Now the Thirsk-based rider, enjoying a career-best season, hopes history will repeat itself aboard the Sue and Harvey Smith-trained Cloudy Too in the Betfred Grand National Trial over three-and-a-half stamina-sapping miles.
The combination were runaway winners of the three-mile Peter Marsh Chase at the Merseyside track last month, the 15-length margin slightly flattered by Brian Hughes parting company with Gas Line Boy when still in contention.
The consequences are the two chasers reopposing today with Cook’s mount 10lb worse off and having to shoulder top weight of 11st 12lb against horses of the calibre of Gas Line Boy and the Welsh National hero Mountainous who bids to continue first season trainer Kerry Lee’s winning streak.
Though the mudlark Mountainous will have a more daunting task in April when lining up in the Crabbies Grand National, Cloud Too – owned by Formulated Polymer Products – does not hold an entry in the world’s greatest steeplechase.
However, Cook believes the extra half mile, and hike in the handicap, are surmountable obstacles. “I think he has a good chance,” he told The Yorkshire Post. “He will love the ground and the trip will be fine.
“It’s a competitive race. You’ve got the Welsh National winner in there and Gas Line Boy was going well when he tipped up in the Peter Marsh. It’s going to be competitive but everyone at Craiglands Farm (Smith stable) tells me that he’s in good nick at home.
“He gave me an unbelievable feel the last day. He was going within his comfort zone. He was A1. I was just trying to keep hold of his head and get into a rhythm, go in and pop the fences. You don’t want to go too long at them – it takes it out of horses and you need to save something for the end.”
A measure of Cloudy Too’s task is the fact that the David Pipe-trained Our Vic, a Grade One-winning chaser, was narrowly denied in Haydock’s Grand National Trial in 2010 a month after winning the Peter Marsh.
Asked to compare the two horses, Cook offers this assessment: “Cloudy Too is a lot more ground dependent and a lot more of a true stayer. Our Vic was a classy horse and I was only riding him at the end of his career. With Cloudy Too, he feels that he could be in his prime and loving his racing.”
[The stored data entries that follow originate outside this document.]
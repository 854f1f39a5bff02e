//! Event types for the camview event system
//!
//! Provides shared event definitions and the EventBus used to fan events out
//! to SSE clients.

// Sub-modules (supporting types)
mod feed_types;
mod notification_types;
mod playback_types;

pub use feed_types::FeedInfo;
pub use notification_types::{Notification, NotificationKind, NotificationTopic};
pub use playback_types::{
    BindOptions, BindingId, DeliveryMode, PlaybackSnapshot, PlaybackState, PlayerSignal,
};

use serde::{Deserialize, Serialize};
use tokio::sync::broadcast;
use uuid::Uuid;

/// Camview event types
///
/// Events are broadcast via EventBus and serialized for SSE transmission.
#[derive(Debug, Clone, Serialize, Deserialize)]
#[serde(tag = "type")]
pub enum CamviewEvent {
    /// Negotiation state changed
    ///
    /// Triggers:
    /// - SSE: Update spinner / error overlay / fallback badge
    PlaybackStateChanged {
        /// State before the change
        old_state: PlaybackState,
        /// Full snapshot after the change
        snapshot: PlaybackSnapshot,
        /// When state changed
        timestamp: chrono::DateTime<chrono::Utc>,
    },

    /// Toast-style message for the user
    Notification {
        notification: Notification,
        timestamp: chrono::DateTime<chrono::Utc>,
    },

    /// Player primitive must attach to a new URL
    ///
    /// Any previous binding has already been detached.
    PlayerBound {
        binding: BindingId,
        url: String,
        options: BindOptions,
        timestamp: chrono::DateTime<chrono::Utc>,
    },

    /// Player primitive must release a binding
    PlayerDetached {
        binding: BindingId,
        timestamp: chrono::DateTime<chrono::Utc>,
    },

    /// Feed list or selection changed
    FeedsChanged {
        feeds: Vec<FeedInfo>,
        selected: Option<Uuid>,
        timestamp: chrono::DateTime<chrono::Utc>,
    },
}

impl CamviewEvent {
    /// Event name used as the SSE `event:` field
    pub fn event_type(&self) -> &'static str {
        match self {
            CamviewEvent::PlaybackStateChanged { .. } => "PlaybackStateChanged",
            CamviewEvent::Notification { .. } => "Notification",
            CamviewEvent::PlayerBound { .. } => "PlayerBound",
            CamviewEvent::PlayerDetached { .. } => "PlayerDetached",
            CamviewEvent::FeedsChanged { .. } => "FeedsChanged",
        }
    }
}

// ========================================
// EventBus Implementation
// ========================================

/// Central event distribution bus
///
/// Uses tokio::broadcast internally:
/// - Non-blocking publish (slow subscribers don't block producers)
/// - Multiple concurrent subscribers
/// - Lagged message detection for slow subscribers
///
/// # Examples
///
/// ```
/// use camview_common::events::{CamviewEvent, EventBus, BindingId};
///
/// let event_bus = EventBus::new(100);
/// let mut rx = event_bus.subscribe();
///
/// event_bus.emit_lossy(CamviewEvent::PlayerDetached {
///     binding: BindingId(1),
///     timestamp: chrono::Utc::now(),
/// });
///
/// assert!(rx.try_recv().is_ok());
/// ```
#[derive(Clone)]
pub struct EventBus {
    tx: broadcast::Sender<CamviewEvent>,
    capacity: usize,
}

impl EventBus {
    /// Creates a new EventBus with specified channel capacity
    ///
    /// * `capacity` - Number of events to buffer before dropping old events
    pub fn new(capacity: usize) -> Self {
        let (tx, _) = broadcast::channel(capacity);
        Self { tx, capacity }
    }

    /// Subscribe to all future events
    ///
    /// Events emitted before subscription are not received.
    pub fn subscribe(&self) -> broadcast::Receiver<CamviewEvent> {
        self.tx.subscribe()
    }

    /// Emit an event to all subscribers
    ///
    /// Returns `Err` if no subscribers are listening.
    #[allow(clippy::result_large_err)]
    pub fn emit(
        &self,
        event: CamviewEvent,
    ) -> Result<usize, broadcast::error::SendError<CamviewEvent>> {
        self.tx.send(event)
    }

    /// Emit an event, ignoring if no subscribers are listening
    pub fn emit_lossy(&self, event: CamviewEvent) {
        let _ = self.tx.send(event);
    }

    /// Get the current number of active subscribers
    pub fn subscriber_count(&self) -> usize {
        self.tx.receiver_count()
    }

    /// Get the configured channel capacity
    pub fn capacity(&self) -> usize {
        self.capacity
    }
}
Now 10, the Peter Marsh Chase was the horse’s first win since landing the Rowland Meyrick Chase at Wetherby on Boxing Day in 2013. However, the horse then struggled because of his high handicap rating before requiring treatment for a fibrillating heart.
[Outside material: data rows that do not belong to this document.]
//! In-memory player primitive and recovery scheduler

use camview_common::events::{BindOptions, BindingId};
use camview_player::negotiator::{
    PlayerPrimitive, RecoveryHandle, RecoveryScheduler, RecoveryTicket,
};
use std::sync::atomic::{AtomicBool, Ordering};
use std::sync::Arc;
use std::time::Duration;

#[derive(Debug, Clone, PartialEq, Eq)]
pub enum PlayerCall {
    Bind {
        binding: BindingId,
        url: String,
        options: BindOptions,
    },
    Detach(BindingId),
}

/// Records calls and panics if a bind arrives while another binding is attached
#[derive(Debug, Default)]
pub struct RecordingPlayer {
    pub calls: Vec<PlayerCall>,
    attached: Option<BindingId>,
}

impl RecordingPlayer {
    pub fn attached(&self) -> Option<BindingId> {
        self.attached
    }

    pub fn bind_count(&self) -> usize {
        self.calls
            .iter()
            .filter(|c| matches!(c, PlayerCall::Bind { .. }))
            .count()
    }

    pub fn last_bind(&self) -> Option<&PlayerCall> {
        self.calls
            .iter()
            .rev()
            .find(|c| matches!(c, PlayerCall::Bind { .. }))
    }
}

impl PlayerPrimitive for RecordingPlayer {
    fn bind(&mut self, binding: BindingId, url: &str, options: BindOptions) {
        assert!(
            self.attached.is_none(),
            "bind {} while {:?} still attached",
            binding,
            self.attached
        );
        self.attached = Some(binding);
        self.calls.push(PlayerCall::Bind {
            binding,
            url: url.to_string(),
            options,
        });
    }

    fn detach(&mut self, binding: BindingId) {
        assert_eq!(self.attached, Some(binding), "detach of unattached binding");
        self.attached = None;
        self.calls.push(PlayerCall::Detach(binding));
    }
}

#[derive(Debug)]
pub struct ArmedTimer {
    pub ticket: RecoveryTicket,
    pub delay: Duration,
    cancelled: Arc<AtomicBool>,
}

impl ArmedTimer {
    pub fn is_cancelled(&self) -> bool {
        self.cancelled.load(Ordering::SeqCst)
    }
}

/// Records every arming; tests deliver the ticket themselves
#[derive(Debug, Default)]
pub struct ManualScheduler {
    pub armed: Vec<ArmedTimer>,
}

impl ManualScheduler {
    pub fn last_ticket(&self) -> RecoveryTicket {
        self.armed.last().expect("no timer armed").ticket
    }

    /// Timers that were never cancelled (fired ones included)
    pub fn uncancelled_count(&self) -> usize {
        self.armed.iter().filter(|t| !t.is_cancelled()).count()
    }
}

impl RecoveryScheduler for ManualScheduler {
    fn arm(&mut self, ticket: RecoveryTicket, delay: Duration) -> RecoveryHandle {
        let cancelled = Arc::new(AtomicBool::new(false));
        let flag = cancelled.clone();
        self.armed.push(ArmedTimer {
            ticket,
            delay,
            cancelled,
        });
        RecoveryHandle::new(ticket, move || flag.store(true, Ordering::SeqCst))
    }
}
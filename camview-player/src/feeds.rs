//! Named camera feed registry
//!
//! In-memory list of feeds the user registered, plus the current selection.
//! The registry only stores; handlers pass the selected locator on to the
//! negotiator.

use crate::error::{Error, Result};
use crate::negotiator::stream_path;
use camview_common::events::FeedInfo;
use uuid::Uuid;

const UNTITLED_FEED: &str = "Untitled stream";

#[derive(Debug, Clone, PartialEq, Eq)]
pub struct Feed {
    pub id: Uuid,
    pub name: String,
    pub locator: String,
}

#[derive(Debug, Default)]
pub struct FeedRegistry {
    feeds: Vec<Feed>,
    selected: Option<Uuid>,
}

impl FeedRegistry {
    pub fn new() -> Self {
        Self::default()
    }

    /// Register a feed
    ///
    /// Name and locator are trimmed. An empty locator is rejected; an empty
    /// name defaults to the locator's host.
    pub fn add(&mut self, name: &str, locator: &str) -> Result<Feed> {
        let locator = locator.trim();
        if locator.is_empty() {
            return Err(Error::BadRequest("locator must not be empty".to_string()));
        }

        let name = match name.trim() {
            "" => default_name(locator),
            name => name.to_string(),
        };

        let feed = Feed {
            id: Uuid::new_v4(),
            name,
            locator: locator.to_string(),
        };
        self.feeds.push(feed.clone());
        Ok(feed)
    }

    /// Remove a feed, returning it and whether it was the selected one
    pub fn remove(&mut self, id: Uuid) -> Result<(Feed, bool)> {
        let index = self
            .feeds
            .iter()
            .position(|f| f.id == id)
            .ok_or(Error::FeedNotFound(id))?;

        let feed = self.feeds.remove(index);
        let was_selected = self.selected == Some(id);
        if was_selected {
            self.selected = None;
        }
        Ok((feed, was_selected))
    }

    pub fn select(&mut self, id: Uuid) -> Result<Feed> {
        let feed = self.get(id).cloned().ok_or(Error::FeedNotFound(id))?;
        self.selected = Some(id);
        Ok(feed)
    }

    pub fn clear_selection(&mut self) {
        self.selected = None;
    }

    pub fn get(&self, id: Uuid) -> Option<&Feed> {
        self.feeds.iter().find(|f| f.id == id)
    }

    pub fn selected(&self) -> Option<&Feed> {
        self.selected.and_then(|id| self.get(id))
    }

    pub fn selected_id(&self) -> Option<Uuid> {
        self.selected
    }

    pub fn len(&self) -> usize {
        self.feeds.len()
    }

    pub fn is_empty(&self) -> bool {
        self.feeds.is_empty()
    }

    /// Feed list for display; `connected` marks the selected feed while playing
    pub fn list(&self, playing: bool) -> Vec<FeedInfo> {
        self.feeds
            .iter()
            .map(|feed| FeedInfo {
                id: feed.id,
                name: feed.name.clone(),
                locator: feed.locator.clone(),
                connected: playing && self.selected == Some(feed.id),
            })
            .collect()
    }
}

fn default_name(locator: &str) -> String {
    url::Url::parse(locator)
        .ok()
        .and_then(|url| url.host_str().map(str::to_string))
        .filter(|host| !host.is_empty())
        .map(|host| match stream_path(locator) {
            Some(path) => format!("{} ({})", host, path),
            None => host,
        })
        .unwrap_or_else(|| UNTITLED_FEED.to_string())
}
Yet his gradual return to form has coincided with the aforementioned Smiths recording their 1,000th winners under National Hunt rules and their stable jockey being in the form of his life thanks to horses like Wakanda who has won three Listed races this season.
Cook is already on the 33-winner mark for the current campaign – his previous best was 31 last year – and he attributes this to the faith shown by owners and trainers like the Smiths, Brian Ellison and John Quinn.
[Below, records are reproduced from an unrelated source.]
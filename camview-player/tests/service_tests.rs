//! Negotiator task integration tests
//!
//! Runs the real tokio task with the event bus and a short recovery delay:
//! - Commands return post-transition snapshots
//! - PlayerBound / PlayerDetached events drive the browser player
//! - Recovery timer fires through the command channel
//! - Notifications and state changes reach the event bus

use camview_common::config::PlayerConfig;
use camview_common::events::{
    BindingId, CamviewEvent, DeliveryMode, EventBus, NotificationTopic, PlaybackState,
    PlayerSignal,
};
use camview_player::NegotiatorHandle;
use std::time::Duration;
use tokio::sync::broadcast;
use tokio::time::timeout;

const FRONT_CAMERA: &str = "rtsp://cam.local:554/front";
const EVENT_TIMEOUT: Duration = Duration::from_secs(2);

fn test_config(recovery_delay: Duration) -> PlayerConfig {
    PlayerConfig {
        primary_base: "http://relay:8889".to_string(),
        fallback_base: "http://relay:8888".to_string(),
        recovery_delay,
        ..PlayerConfig::default()
    }
}

fn spawn(recovery_delay: Duration) -> (NegotiatorHandle, broadcast::Receiver<CamviewEvent>) {
    let event_bus = EventBus::new(64);
    let rx = event_bus.subscribe();
    let (handle, _task) = NegotiatorHandle::spawn(&test_config(recovery_delay), event_bus);
    (handle, rx)
}

/// Receive events until one matches, failing after EVENT_TIMEOUT
async fn wait_for<F>(rx: &mut broadcast::Receiver<CamviewEvent>, mut matches: F) -> CamviewEvent
where
    F: FnMut(&CamviewEvent) -> bool,
{
    timeout(EVENT_TIMEOUT, async {
        loop {
            let event = rx.recv().await.expect("event bus closed");
            if matches(&event) {
                return event;
            }
        }
    })
    .await
    .expect("timed out waiting for event")
}

fn drain(rx: &mut broadcast::Receiver<CamviewEvent>) -> Vec<CamviewEvent> {
    let mut events = Vec::new();
    while let Ok(event) = rx.try_recv() {
        events.push(event);
    }
    events
}

fn notification_topics(events: &[CamviewEvent]) -> Vec<NotificationTopic> {
    events
        .iter()
        .filter_map(|e| match e {
            CamviewEvent::Notification { notification, .. } => Some(notification.topic),
            _ => None,
        })
        .collect()
}

async fn fail_both_modes(handle: &NegotiatorHandle) {
    for _ in 0..2 {
        let binding = handle.snapshot().await.unwrap().binding.unwrap();
        handle.player_signal(binding, PlayerSignal::Error).await.unwrap();
    }
}

#[tokio::test]
async fn test_connect_binds_primary_player() {
    let (handle, mut rx) = spawn(Duration::from_secs(30));

    handle.set_locator(FRONT_CAMERA).await.unwrap();
    let snapshot = handle.set_playing_intent(true).await.unwrap();

    assert_eq!(
        snapshot.state,
        PlaybackState::Loading {
            mode: DeliveryMode::Primary,
            retry_count: 0
        }
    );
    assert_eq!(snapshot.derived_url, "http://relay:8889/stream/front");

    let events = drain(&mut rx);
    let bound = events
        .iter()
        .find_map(|e| match e {
            CamviewEvent::PlayerBound {
                binding, url, options, ..
            } => Some((*binding, url.clone(), options.force_hls)),
            _ => None,
        })
        .expect("PlayerBound should be published");
    assert_eq!(Some(bound.0), snapshot.binding);
    assert_eq!(bound.1, "http://relay:8889/stream/front");
    assert!(!bound.2);

    assert!(events
        .iter()
        .any(|e| matches!(e, CamviewEvent::PlaybackStateChanged { .. })));
}

#[tokio::test]
async fn test_snapshot_without_change_publishes_nothing() {
    let (handle, mut rx) = spawn(Duration::from_secs(30));

    let snapshot = handle.snapshot().await.unwrap();

    assert_eq!(snapshot.state, PlaybackState::Idle);
    assert!(drain(&mut rx).is_empty());
}

#[tokio::test]
async fn test_fallback_detaches_then_binds() {
    let (handle, mut rx) = spawn(Duration::from_secs(30));
    handle.set_locator(FRONT_CAMERA).await.unwrap();
    let primary = handle.set_playing_intent(true).await.unwrap().binding.unwrap();
    drain(&mut rx);

    let snapshot = handle.player_signal(primary, PlayerSignal::Error).await.unwrap();
    assert_eq!(snapshot.derived_url, "http://relay:8888/front/index.m3u8");

    let events = drain(&mut rx);
    let detach_pos = events
        .iter()
        .position(|e| matches!(e, CamviewEvent::PlayerDetached { binding, .. } if *binding == primary))
        .expect("primary binding should be detached");
    let bind_pos = events
        .iter()
        .position(|e| matches!(e, CamviewEvent::PlayerBound { options, .. } if options.force_hls))
        .expect("fallback binding should be published");
    assert!(detach_pos < bind_pos);
    assert_eq!(
        notification_topics(&events),
        vec![NotificationTopic::SwitchedToFallback]
    );
}

#[tokio::test]
async fn test_stale_signal_changes_nothing() {
    let (handle, mut rx) = spawn(Duration::from_secs(30));
    handle.set_locator(FRONT_CAMERA).await.unwrap();
    handle.set_playing_intent(true).await.unwrap();
    drain(&mut rx);

    let snapshot = handle
        .player_signal(BindingId(9999), PlayerSignal::Error)
        .await
        .unwrap();

    assert_eq!(snapshot.mode(), Some(DeliveryMode::Primary));
    assert!(drain(&mut rx).is_empty());
}

#[tokio::test]
async fn test_recovery_timer_fires_through_task() {
    let (handle, mut rx) = spawn(Duration::from_millis(100));
    handle.set_locator(FRONT_CAMERA).await.unwrap();
    handle.set_playing_intent(true).await.unwrap();

    fail_both_modes(&handle).await;
    assert!(handle.snapshot().await.unwrap().state.is_failed());

    let event = wait_for(&mut rx, |e| {
        matches!(e, CamviewEvent::Notification { notification, .. }
            if notification.topic == NotificationTopic::Reconnecting)
    })
    .await;
    if let CamviewEvent::Notification { notification, .. } = event {
        assert!(notification.message.contains("attempt 1"));
    }

    let snapshot = handle.snapshot().await.unwrap();
    assert_eq!(
        snapshot.state,
        PlaybackState::Loading {
            mode: DeliveryMode::Primary,
            retry_count: 1
        }
    );
    assert_eq!(snapshot.derived_url, "http://relay:8889/stream/front");
}

#[tokio::test]
async fn test_disconnect_cancels_recovery() {
    let (handle, mut rx) = spawn(Duration::from_millis(100));
    handle.set_locator(FRONT_CAMERA).await.unwrap();
    handle.set_playing_intent(true).await.unwrap();
    fail_both_modes(&handle).await;

    let snapshot = handle.set_playing_intent(false).await.unwrap();
    assert_eq!(snapshot.state, PlaybackState::Idle);
    drain(&mut rx);

    tokio::time::sleep(Duration::from_millis(300)).await;

    assert_eq!(handle.snapshot().await.unwrap().state, PlaybackState::Idle);
    assert!(notification_topics(&drain(&mut rx)).is_empty());
}

#[tokio::test]
async fn test_manual_retry_through_task() {
    let (handle, mut rx) = spawn(Duration::from_secs(30));
    handle.set_locator(FRONT_CAMERA).await.unwrap();
    handle.set_playing_intent(true).await.unwrap();
    fail_both_modes(&handle).await;
    drain(&mut rx);

    let snapshot = handle.request_manual_retry().await.unwrap();

    assert_eq!(snapshot.state.retry_count(), 1);
    assert_eq!(snapshot.mode(), Some(DeliveryMode::Primary));
    assert_eq!(
        notification_topics(&drain(&mut rx)),
        vec![NotificationTopic::Reconnecting]
    );
}

#[tokio::test]
async fn test_invalid_locator_notification_published() {
    let (handle, mut rx) = spawn(Duration::from_secs(30));
    handle.set_locator("not a camera").await.unwrap();

    let snapshot = handle.set_playing_intent(true).await.unwrap();

    assert_eq!(snapshot.state, PlaybackState::Idle);
    assert!(snapshot.playing_intent);
    let events = drain(&mut rx);
    assert_eq!(
        notification_topics(&events),
        vec![NotificationTopic::InvalidLocator]
    );
    assert!(!events
        .iter()
        .any(|e| matches!(e, CamviewEvent::PlayerBound { .. })));
}
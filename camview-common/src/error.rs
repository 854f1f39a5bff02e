//! Common error types for camview

use thiserror::Error;

/// Common result type for camview operations
pub type Result<T> = std::result::Result<T, Error>;

/// Common error types across camview services
#[derive(Error, Debug)]
pub enum Error {
    /// I/O operation error (wraps std::io::Error)
    #[error("IO error: {0}")]
    Io(#[from] std::io::Error),

    /// TOML parse error (wraps toml::de::Error)
    #[error("TOML parse error: {0}")]
    Toml(#[from] toml::de::Error),

    /// Configuration loading or validation error
    #[error("Configuration error: {0}")]
    Config(String),

    /// Invalid user input or request parameter
    #[error("Invalid input: {0}")]
    InvalidInput(String),
}
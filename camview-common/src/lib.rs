//! # Camview Common Library
//!
//! Shared code for the camview services including:
//! - Playback, notification and feed types exchanged with host UIs
//! - Event types (CamviewEvent enum) and the EventBus
//! - Bootstrap configuration loading
//! - SSE helpers

pub mod config;
pub mod error;
pub mod events;
pub mod sse;

pub use error::{Error, Result};
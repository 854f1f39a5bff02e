//! # Camview Player Library (camview-player)
//!
//! Negotiates browser playback of camera feeds through a relay that
//! republishes each feed twice: a low-latency primary output and an HLS
//! fallback output.
//!
//! **Architecture:** a synchronous negotiator state machine owned by a single
//! tokio task, fronted by an axum HTTP/SSE API.

pub mod api;
pub mod error;
pub mod feeds;
pub mod negotiator;
pub mod service;

pub use error::{Error, Result};
pub use negotiator::Negotiator;
pub use service::NegotiatorHandle;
As well as Cloudy Too, Cook is looking forward to the Smith-trained Vintage Clouds stepping up to three miles for the Albert Bartlett Novices Hurdle. “He’s a smashing horse and he will love the heavy ground,” he said.
Today will also see the popular veteran Mr Moonshine make a long-awaited comeback in the Pertemps Network Handicap Hurdle. Though it will take a miracle for the veteran to make the 40-runner Grand National cut, Cook is hoping for a good run following a long lay-off.
“I’ve only ridden him once and he stopped very quickly in last year’s Sky Bet Chase at Doncaster. We found a little problem. It was one of those niggly ones. Hopefully he can come back and show what he can do,” says Cook who hopes Straidnahanna, a winner at Catterick on Monday, could develop into a Scottish National contender.
“All I want to do is repay the faith shown by owners and trainers. That means more to me than anything else. People using me seem to have a lot of faith in me. That makes the job easier. And the same with horses. It makes a difference having a good horse under you.”